*What needs to be done*
Copy out all lines of the records in which the word "Rejection" appears.

○ ○ ○ ○ ○ ○ ○

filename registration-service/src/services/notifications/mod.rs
//! Background email notifications.
//!
//! Request handlers hand jobs to a bounded queue and return immediately; a
//! worker task delivers each job with exponential backoff. A full queue drops
//! the job with a warning rather than blocking the caller.

mod email;

pub use email::{EmailMessage, EmailProvider, MockEmailProvider, ProviderError, SmtpProvider};

use crate::config::NotificationQueueConfig;
use backoff::future::retry;
use backoff::ExponentialBackoff;
use std::sync::Arc;
use std::time::Duration;
use tokio::sync::mpsc;
use tokio_util::sync::CancellationToken;

#[derive(Debug, Clone, Copy, PartialEq, Eq)]
pub enum NotificationKind {
    RegistrationReceived,
    PaymentConfirmed,
    PaymentFailed,
    PaymentReminder,
}

impl NotificationKind {
    pub fn as_str(&self) -> &'static str {
        match self {
            NotificationKind::RegistrationReceived => "registration_received",
            NotificationKind::PaymentConfirmed => "payment_confirmed",
            NotificationKind::PaymentFailed => "payment_failed",
            NotificationKind::PaymentReminder => "payment_reminder",
        }
    }
}

#[derive(Debug, Clone, Default)]
pub struct TemplateData {
    pub team_name: String,
    /// Display names, e.g. "RoboWars".
    pub competitions: Vec<String>,
    /// Whole rupees.
    pub amount: i64,
    pub order_ref: Option<String>,
    pub transaction_id: Option<String>,
    pub reason: Option<String>,
    pub link: Option<String>,
}

#[derive(Debug, Clone)]
struct NotificationJob {
    kind: NotificationKind,
    recipient: String,
    data: TemplateData,
}

pub fn render(kind: NotificationKind, recipient: &str, data: &TemplateData) -> EmailMessage {
    let competitions = if data.competitions.is_empty() {
        "your competitions".to_string()
    } else {
        data.competitions.join(", ")
    };
    let order = data.order_ref.as_deref().unwrap_or("-");

    let (subject, mut body) = match kind {
        NotificationKind::RegistrationReceived => (
            "RoboMania 2025: registration received".to_string(),
            format!(
                "Hi {},\n\nWe have received your registration for {}. \
                 Complete the payment of Rs. {} to confirm your slot.\n\nOrder: {}\n",
                data.team_name, competitions, data.amount, order
            ),
        ),
        NotificationKind::PaymentConfirmed => (
            "RoboMania 2025: payment confirmed".to_string(),
            format!(
                "Hi {},\n\nYour payment of Rs. {} for {} is confirmed.\n\nOrder: {}\nTransaction: {}\n",
                data.team_name,
                data.amount,
                competitions,
                order,
                data.transaction_id.as_deref().unwrap_or("-")
            ),
        ),
        NotificationKind::PaymentFailed => (
            "RoboMania 2025: payment failed".to_string(),
            format!(
                "Hi {},\n\nYour payment for {} did not go through{}. \
                 Your registration is saved and you can retry the payment.\n\nOrder: {}\n",
                data.team_name,
                competitions,
                data.reason
                    .as_deref()
                    .map(|r| format!(" ({})", r))
                    .unwrap_or_default(),
                order
            ),
        ),
        NotificationKind::PaymentReminder => (
            "RoboMania 2025: complete your payment".to_string(),
            format!(
                "Hi {},\n\nYour registration for {} is still awaiting payment of Rs. {}.\n",
                data.team_name, competitions, data.amount
            ),
        ),
    };

    if let Some(link) = &data.link {
        body.push_str(&format!("\n{}\n", link));
    }
    body.push_str("\nTeam RoboMania\n");

    EmailMessage {
        to: recipient.to_string(),
        subject,
        body_text: body,
        body_html: None,
    }
}

/// Handle to the notification queue.
#[derive(Clone)]
pub struct NotificationDispatcher {
    tx: mpsc::Sender<NotificationJob>,
    shutdown: CancellationToken,
}

impl NotificationDispatcher {
    /// Spawns the delivery worker and returns the handle feeding it.
    pub fn start(
        provider: Arc<dyn EmailProvider>,
        config: &NotificationQueueConfig,
    ) -> Self {
        let (tx, mut rx) = mpsc::channel::<NotificationJob>(config.queue_size.max(1));
        let shutdown = CancellationToken::new();
        let max_elapsed = Duration::from_secs(config.max_retry_secs);

        let token = shutdown.clone();
        tokio::spawn(async move {
            loop {
                tokio::select! {
                    _ = token.cancelled() => {
                        tracing::info!("Notification worker shutting down");
                        break;
                    }
                    job = rx.recv() => {
                        match job {
                            Some(job) => {
                                let provider = provider.clone();
                                tokio::spawn(async move {
                                    deliver(provider, job, max_elapsed).await;
                                });
                            }
                            None => {
                                tracing::info!("Notification queue closed, worker exiting");
                                break;
                            }
                        }
                    }
                }
            }
        });

        Self { tx, shutdown }
    }

    /// Enqueues a notification. Returns `false` when the job was dropped.
    pub fn send(&self, kind: NotificationKind, recipient: &str, data: TemplateData) -> bool {
        let job = NotificationJob {
            kind,
            recipient: recipient.to_string(),
            data,
        };

        match self.tx.try_send(job) {
            Ok(()) => {
                metrics::counter!("notifications_enqueued_total", "kind" => kind.as_str())
                    .increment(1);
                true
            }
            Err(e) => {
                metrics::counter!("notifications_dropped_total", "kind" => kind.as_str())
                    .increment(1);
                tracing::warn!(
                    kind = kind.as_str(),
                    recipient,
                    error = %e,
                    "Notification queue unavailable, dropping job"
                );
                false
            }
        }
    }

    pub fn shutdown(&self) {
        tracing::info!("Initiating notification worker shutdown");
        self.shutdown.cancel();
    }
}

async fn deliver(provider: Arc<dyn EmailProvider>, job: NotificationJob, max_elapsed: Duration) {
    let message = render(job.kind, &job.recipient, &job.data);

    let policy = ExponentialBackoff {
        max_elapsed_time: Some(max_elapsed),
        ..Default::default()
    };

    let result = retry(policy, || async {
        provider.send(&message).await.map_err(|e| {
            if e.is_permanent() {
                backoff::Error::permanent(e)
            } else {
                tracing::warn!(to = %message.to, error = %e, "Email delivery failed, retrying");
                backoff::Error::transient(e)
            }
        })
    })
    .await;

    match result {
        Ok(()) => {
            metrics::counter!("notifications_sent_total", "kind" => job.kind.as_str())
                .increment(1);
        }
        Err(e) => {
            metrics::counter!("notifications_failed_total", "kind" => job.kind.as_str())
                .increment(1);
            tracing::error!(
                kind = job.kind.as_str(),
                to = %job.recipient,
                error = %e,
                "Email delivery abandoned"
            );
        }
    }
}
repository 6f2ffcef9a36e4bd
//! Caller identity extracted from request headers.
//!
//! The upstream auth proxy authenticates the user and forwards their email
//! in `X-User-Email`. The header is trusted as-is, so this service must only
//! be reachable through that proxy.

use crate::startup::AppState;
use axum::async_trait;
use axum::extract::FromRequestParts;
use axum::http::request::Parts;
use service_core::error::AppError;

pub const USER_EMAIL_HEADER: &str = "X-User-Email";

/// Authenticated caller.
#[derive(Debug, Clone)]
pub struct UserContext {
    /// Lowercased.
    pub email: String,
}

fn email_from_headers(parts: &Parts) -> Option<String> {
    parts
        .headers
        .get(USER_EMAIL_HEADER)
        .and_then(|v| v.to_str().ok())
        .map(|v| v.trim().to_lowercase())
        .filter(|v| !v.is_empty())
}

#[async_trait]
impl<S> FromRequestParts<S> for UserContext
where
    S: Send + Sync,
{
    type Rejection = AppError;

    async fn from_request_parts(parts: &mut Parts, _state: &S) -> Result<Self, Self::Rejection> {
        let email = email_from_headers(parts).ok_or_else(|| {
            AppError::Unauthorized(anyhow::anyhow!(
                "Missing X-User-Email header (required from auth proxy)"
            ))
        })?;

        tracing::Span::current().record("user_email", email.as_str());

        Ok(UserContext { email })
    }
}

/// Caller listed in `ADMIN_EMAILS`.
#[derive(Debug, Clone)]
pub struct AdminContext {
    pub email: String,
}

#[async_trait]
impl FromRequestParts<AppState> for AdminContext {
    type Rejection = AppError;

    async fn from_request_parts(
        parts: &mut Parts,
        state: &AppState,
    ) -> Result<Self, Self::Rejection> {
        let user = UserContext::from_request_parts(parts, state).await?;

        if !state.config.admin.is_admin(&user.email) {
            tracing::warn!(email = %user.email, "Admin route refused");
            return Err(AppError::Forbidden(anyhow::anyhow!("Admin access required")));
        }

        Ok(AdminContext { email: user.email })
    }
}
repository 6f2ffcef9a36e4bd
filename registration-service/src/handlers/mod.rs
//! HTTP handlers for registration-service.

pub mod admin;
pub mod contact;
pub mod orders;
pub mod payments;
pub mod registrations;

use crate::services::get_metrics;
use crate::startup::AppState;
use axum::{extract::State, http::StatusCode, response::IntoResponse, Json};
use serde_json::json;

/// Liveness probe.
pub async fn health_check() -> impl IntoResponse {
    (
        StatusCode::OK,
        Json(json!({
            "status": "ok",
            "service": "registration-service",
            "version": env!("CARGO_PKG_VERSION")
        })),
    )
}

/// Readiness probe; fails while the store is unreachable.
pub async fn readiness_check(State(state): State<AppState>) -> impl IntoResponse {
    match state.store.ping().await {
        Ok(()) => (StatusCode::OK, Json(json!({ "status": "ready" }))),
        Err(e) => {
            tracing::warn!(error = %e, "Readiness check failed");
            (
                StatusCode::SERVICE_UNAVAILABLE,
                Json(json!({ "status": "unavailable" })),
            )
        }
    }
}

/// Prometheus metrics endpoint.
pub async fn metrics_endpoint() -> impl IntoResponse {
    (
        StatusCode::OK,
        [("content-type", "text/plain; charset=utf-8")],
        get_metrics(),
    )
}
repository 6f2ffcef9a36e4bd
mod validation;

pub use validation::ValidatedJson;
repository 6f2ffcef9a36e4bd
pub mod config;
pub mod dtos;
pub mod handlers;
pub mod middleware;
pub mod models;
pub mod services;
pub mod startup;
pub mod utils;

pub use startup::{build_router, AppState, Application};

○ ○ ○ ○ ○ ○ ○

*Response*
    type Rejection = AppError;
    async fn from_request_parts(parts: &mut Parts, _state: &S) -> Result<Self, Self::Rejection> {
    type Rejection = AppError;
    ) -> Result<Self, Self::Rejection> {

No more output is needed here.